I met a woman today… it was like looking into a mirror of sorts. A woman that could easily have been me had circumstances worked out differently for either of us. She was younger than me and had lived a vastly different life, but the similarities are still there. Both of us neurodivergent; both with two autistic kids; both single moms recovering from very different but still traumatic marriages. Her world was one that is marked by substance use, abusive men, likely trauma from a young age and preceding generations.
I made her a coffee. She told me she likes her coffee like cake, creamy and sweet. I hope I did not make it too strong…
She had greying hair that had been dyed a pretty shade of purple a few months back. She told me of her pets, her dogs that had gotten out and harmed someone and been put down; her sister who had died of an overdose on the streets of Vancouver only a month before that; of her parents she’s caring for that live in her basement; of a husband who left and yet kept hanging around and she had no idea how to fully ask him to leave, yet zero financial support. She navigates her own mental health challenges with care, and you can see the toll a harder life has had on her. This past year has broken her, or very nearly.
There but for the grace of God go I.
In so many ways she and I are sisters, in so many ways our paths walked parallel to one another, different stories, different journeys, but our roads were both marked by similar potholes.
She talked of the system here, how hard it is to find a way to qualify for supports when she can’t pay the bills. When she can’t feed her kids, her parents, her deadbeat ex husband, and yet doesn’t qualify to receive a Christmas Hamper from the city to buy her kids a Christmas present.
She asked why, with all the talk in the news of caring for kids, why no one steps up to help make sure the children have enough to eat. She said to me that the children need love and they need food.
I said to her, that’s what Jesus taught us.
I told her a bit about myself and my journey. I told her I had found a home and a safe, non-judgmental place at the parish. That God had put food in my hands and, in many ways, compelled me to build (through a lot of chaos and stressful days) our food recovery program with our parish team.
She shared her joy at filling her car with chocolate cakes from a previous year when we had brought in two pallets of cakes. She had felt so much love and joy sharing cakes with her neighbourhood. The way her face lit up as she recounted the story, I can imagine exactly how empowering that day was for her, a day when she was providing for others and bringing smiles and happiness to those in her community, many of whom are also suffering under our current economy.
Chocolate cake. When there’s enough to feed a small army, it can restore dignity, be empowering, bring love and joy. However fleeting, moments like that should remind us all what we are called to do.

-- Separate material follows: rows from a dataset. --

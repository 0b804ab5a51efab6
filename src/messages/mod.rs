/*
    Copyright © 2023, ParallelChain Lab
    Licensed under the Apache License, Version 2.0: http://www.apache.org/licenses/LICENSE-2.0
*/

//! The wire envelope exchanged between clients, and the typed payloads it carries.
//!
//! ## Payload encodings
//!
//! Two payload encodings are used, depending on the kind of the message:
//! 1. [`WirePreview`] payloads use a compact fixed-field binary layout (see [`codec`]). Previews are
//!    produced at interactive rates while the user drags a wire, so they need to be small and cheap.
//! 2. [`NodeOperation`] and [`LockPayload`] payloads use a self-describing key-value encoding. These
//!    messages are rare but must be read correctly by clients built from different versions, so
//!    unknown keys are ignored and missing optional keys take their defaults.
//!
//! [`Heartbeat`](MessageKind::Heartbeat) messages carry no payload.

pub mod codec;

pub mod validation;

use std::fmt::{self, Display, Formatter};

use serde::{Deserialize, Serialize};

use crate::types::{
    DocumentId, ElementId, LockRecord, LockState, PendingRequest, SubgraphId, Timestamp, UserId,
};

use self::codec::CodecError;

/// The kind of a [`Message`], which decides how its payload is encoded and how the receiving client
/// dispatches it.
#[derive(Clone, Copy, Debug, PartialEq, Eq, Hash, PartialOrd, Ord)]
pub enum MessageKind {
    WirePreview,
    NodeOperation,
    LockRequest,
    LockRelease,
    Heartbeat,
}

impl MessageKind {
    /// Every message kind, in tag order.
    pub const ALL: [MessageKind; 5] = [
        MessageKind::WirePreview,
        MessageKind::NodeOperation,
        MessageKind::LockRequest,
        MessageKind::LockRelease,
        MessageKind::Heartbeat,
    ];

    /// The byte that identifies this kind in the binary envelope.
    pub const fn tag(&self) -> u8 {
        match self {
            MessageKind::WirePreview => 0,
            MessageKind::NodeOperation => 1,
            MessageKind::LockRequest => 2,
            MessageKind::LockRelease => 3,
            MessageKind::Heartbeat => 4,
        }
    }

    /// Get the kind identified by `tag`, if any.
    pub const fn from_tag(tag: u8) -> Option<MessageKind> {
        match tag {
            0 => Some(MessageKind::WirePreview),
            1 => Some(MessageKind::NodeOperation),
            2 => Some(MessageKind::LockRequest),
            3 => Some(MessageKind::LockRelease),
            4 => Some(MessageKind::Heartbeat),
            _ => None,
        }
    }

    /// Whether messages of this kind are optional for correctness and may be suppressed by the
    /// [throttler](crate::throttle::MessageThrottler). Lock and structural messages never are.
    pub const fn is_throttleable(&self) -> bool {
        matches!(self, MessageKind::WirePreview | MessageKind::Heartbeat)
    }

    /// Whether a message of this kind must carry a non-empty payload.
    pub const fn requires_payload(&self) -> bool {
        !matches!(self, MessageKind::Heartbeat)
    }

    /// The name of this kind in PascalCase.
    pub const fn name(&self) -> &'static str {
        match self {
            MessageKind::WirePreview => "WirePreview",
            MessageKind::NodeOperation => "NodeOperation",
            MessageKind::LockRequest => "LockRequest",
            MessageKind::LockRelease => "LockRelease",
            MessageKind::Heartbeat => "Heartbeat",
        }
    }
}

impl Display for MessageKind {
    fn fmt(&self, f: &mut Formatter<'_>) -> fmt::Result {
        f.write_str(self.name())
    }
}

/// The wire envelope. Every message a client sends or receives through its
/// [`Transport`](crate::networking::Transport) is a `Message`.
#[derive(Clone, Debug, PartialEq)]
pub struct Message {
    pub kind: MessageKind,
    pub document_id: DocumentId,
    pub subgraph_id: SubgraphId,
    pub sender: UserId,
    pub timestamp: Timestamp,
    pub payload: Vec<u8>,
}

impl Message {
    /// Serialize this message into its binary envelope.
    pub fn to_bytes(&self) -> Result<Vec<u8>, CodecError> {
        codec::encode_message(self)
    }

    /// Deserialize a message from its binary envelope.
    pub fn from_bytes(bytes: &[u8]) -> Result<Message, CodecError> {
        codec::decode_message(bytes)
    }

    /// Decode the payload of this message according to its kind.
    pub fn decode_payload(&self) -> Result<Payload, CodecError> {
        codec::decode_payload(self)
    }
}

/// The decoded payload of a [`Message`].
#[derive(Clone, Debug, PartialEq)]
pub enum Payload {
    WirePreview(WirePreview),
    NodeOperation(NodeOperation),
    Lock(LockPayload),
    Heartbeat,
}

/// A position on the graph editor's canvas.
#[derive(Clone, Copy, Debug, PartialEq, Default, Serialize, Deserialize)]
pub struct Position {
    pub x: f32,
    pub y: f32,
}

impl Position {
    pub const fn new(x: f32, y: f32) -> Self {
        Self { x, y }
    }
}

/// A preview of a wire being dragged out of a pin, sent while the drag is in progress.
#[derive(Clone, Debug, PartialEq)]
pub struct WirePreview {
    pub element: ElementId,
    pub pin_name: String,
    pub start: Position,
    pub end: Position,
    pub sender: UserId,
    pub timestamp: Timestamp,
}

/// The kind of change a [`NodeOperation`] makes to the document.
#[derive(Clone, Copy, Debug, PartialEq, Eq, Hash, Serialize, Deserialize)]
pub enum NodeOperationKind {
    Add,
    Delete,
    Move,
    PinConnect,
    PinDisconnect,
    PropertyChange,
}

impl Display for NodeOperationKind {
    fn fmt(&self, f: &mut Formatter<'_>) -> fmt::Result {
        let name = match self {
            NodeOperationKind::Add => "Add",
            NodeOperationKind::Delete => "Delete",
            NodeOperationKind::Move => "Move",
            NodeOperationKind::PinConnect => "PinConnect",
            NodeOperationKind::PinDisconnect => "PinDisconnect",
            NodeOperationKind::PropertyChange => "PropertyChange",
        };
        f.write_str(name)
    }
}

/// A structural change to the document.
///
/// Which optional fields must be set depends on `operation`; see
/// [`validate_node_operation`](validation::validate_node_operation).
#[derive(Clone, Debug, PartialEq, Serialize, Deserialize)]
#[serde(rename_all = "camelCase")]
pub struct NodeOperation {
    pub operation: NodeOperationKind,
    pub element: ElementId,
    #[serde(default)]
    pub target_element: Option<ElementId>,
    #[serde(default)]
    pub pin_name: String,
    #[serde(default)]
    pub target_pin_name: String,
    #[serde(default)]
    pub position: Position,
    #[serde(default)]
    pub class_name: String,
    /// Free-form, host-defined property blob.
    #[serde(default)]
    pub properties: String,
    pub sender: UserId,
    pub timestamp: Timestamp,
}

impl NodeOperation {
    /// Create an operation of kind `operation` on `element` with every optional field empty.
    pub fn new(
        operation: NodeOperationKind,
        element: ElementId,
        sender: UserId,
        timestamp: Timestamp,
    ) -> Self {
        Self {
            operation,
            element,
            target_element: None,
            pin_name: String::new(),
            target_pin_name: String::new(),
            position: Position::default(),
            class_name: String::new(),
            properties: String::new(),
            sender,
            timestamp,
        }
    }
}

/// The payload of [`LockRequest`](MessageKind::LockRequest) and
/// [`LockRelease`](MessageKind::LockRelease) messages.
///
/// `state` says what the owner announces: `Locked` for a lease they hold, `Pending` for a request
/// queued behind another owner, and `Unlocked` for a release or withdrawal. For `Pending`, the
/// lease fields hold the request time and the end of the lease asked for.
#[derive(Clone, Debug, PartialEq, Serialize, Deserialize)]
#[serde(rename_all = "camelCase")]
pub struct LockPayload {
    pub element: ElementId,
    pub state: LockState,
    pub owner: UserId,
    #[serde(default)]
    pub lease_start: Timestamp,
    #[serde(default)]
    pub lease_expiry: Timestamp,
}

impl LockPayload {
    /// A payload announcing `record`.
    pub fn from_record(record: &LockRecord) -> Self {
        Self {
            element: record.element,
            state: record.state,
            owner: record.owner.clone(),
            lease_start: record.acquired_at,
            lease_expiry: record.expires_at,
        }
    }

    /// A payload announcing that `request` is queued for `element`.
    pub fn request(element: ElementId, request: &PendingRequest) -> Self {
        Self {
            element,
            state: LockState::Pending,
            owner: request.user.clone(),
            lease_start: request.requested_at,
            lease_expiry: request.requested_at + request.lease,
        }
    }

    /// A payload announcing that `owner` gives up `element`, whether it holds it or is queued for it.
    pub fn release(element: ElementId, owner: UserId, at: Timestamp) -> Self {
        Self {
            element,
            state: LockState::Unlocked,
            owner,
            lease_start: at,
            lease_expiry: at,
        }
    }

    /// The lock record this payload describes.
    pub fn to_record(&self) -> LockRecord {
        LockRecord {
            element: self.element,
            owner: self.owner.clone(),
            state: self.state,
            acquired_at: self.lease_start,
            expires_at: self.lease_expiry,
        }
    }

    /// The queued request this payload describes.
    pub fn to_request(&self) -> PendingRequest {
        PendingRequest {
            user: self.owner.clone(),
            requested_at: self.lease_start,
            lease: self.lease_expiry.saturating_duration_since(self.lease_start),
        }
    }
}

#[test]
fn message_kind_tags_are_stable_test() {
    for kind in MessageKind::ALL {
        assert_eq!(MessageKind::from_tag(kind.tag()), Some(kind));
    }
    assert_eq!(MessageKind::from_tag(5), None);
    assert!(MessageKind::WirePreview.is_throttleable());
    assert!(MessageKind::Heartbeat.is_throttleable());
    assert!(!MessageKind::LockRequest.is_throttleable());
    assert!(!MessageKind::LockRelease.is_throttleable());
    assert!(!MessageKind::NodeOperation.is_throttleable());
}

#[test]
fn pending_payload_carries_queued_request_test() {
    use std::time::Duration;

    let request = PendingRequest {
        user: UserId::from("bob"),
        requested_at: Timestamp::from_secs(1001.0),
        lease: Duration::from_secs(30),
    };
    let payload = LockPayload::request(ElementId::random(), &request);
    assert_eq!(payload.state, LockState::Pending);
    assert_eq!(payload.lease_expiry, Timestamp::from_secs(1031.0));
    assert_eq!(payload.to_request(), request);
}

To love each other. To feed each other.
As I reflect on today and that discussion with her, I am reminded of a talk I was fortunate to attend by Kim Barthel where she talked about how trauma fractures and splits our DNA. That some traumas can be so severe and damaging that we pass that broken strand of DNA down to our children; that it’s predictive of the types of addictions and abuses a child will grow up and into.
And then, I also remember, that she pointed out that it’s been scientifically proven that we can heal that broken DNA. With Love.
Another way of looking at it is to suggest that Jesus taught us how to heal ourselves, even when he is not with us physically, that he gave us everything we need to heal from the generations of traumas we have inflicted upon ourselves.
Through science, we are validating His teaching.
Now if only more of us can learn to put it into practice and truly make loving and caring for one another something we truly ‘do’ without caring if we are noticed, without it being a political talking point, without it being a video of how great we are.
Just love each other. It’s that simple. It is. that hard.
I also remember in one of my earliest faith studies the book we were reading talked about faith being like one of those stock market line charts, or a reverse lightning bolt… zigging and zagging. One day you’re up, marching steadily towards grace, and then you slip and fall back… and the trick is to dust yourself off, look at what you did, and start again. Steady. Aware.
Overtime the practice of loving and praying and loving some more becomes easier, and we find newer and better ways to be our best selves and to love more authentically each day. To fear less and to reach out more.
As we walk into the Advent season, I pray that we all wake up each day and try to put this at the front of our minds. To embrace the day and set our intentions to try to love. To accept when we slip, and just try again. There are so many beautiful souls I know who live this so well, and I know how far I need to go… but I’m willing to try.
Are you?
I pray the light of Christ be upon you, this day and every day, and I pray that in reading this simple blog you feel a small burning of His love in your heart and that only by sharing it can you fan the flame of that love and make it grow.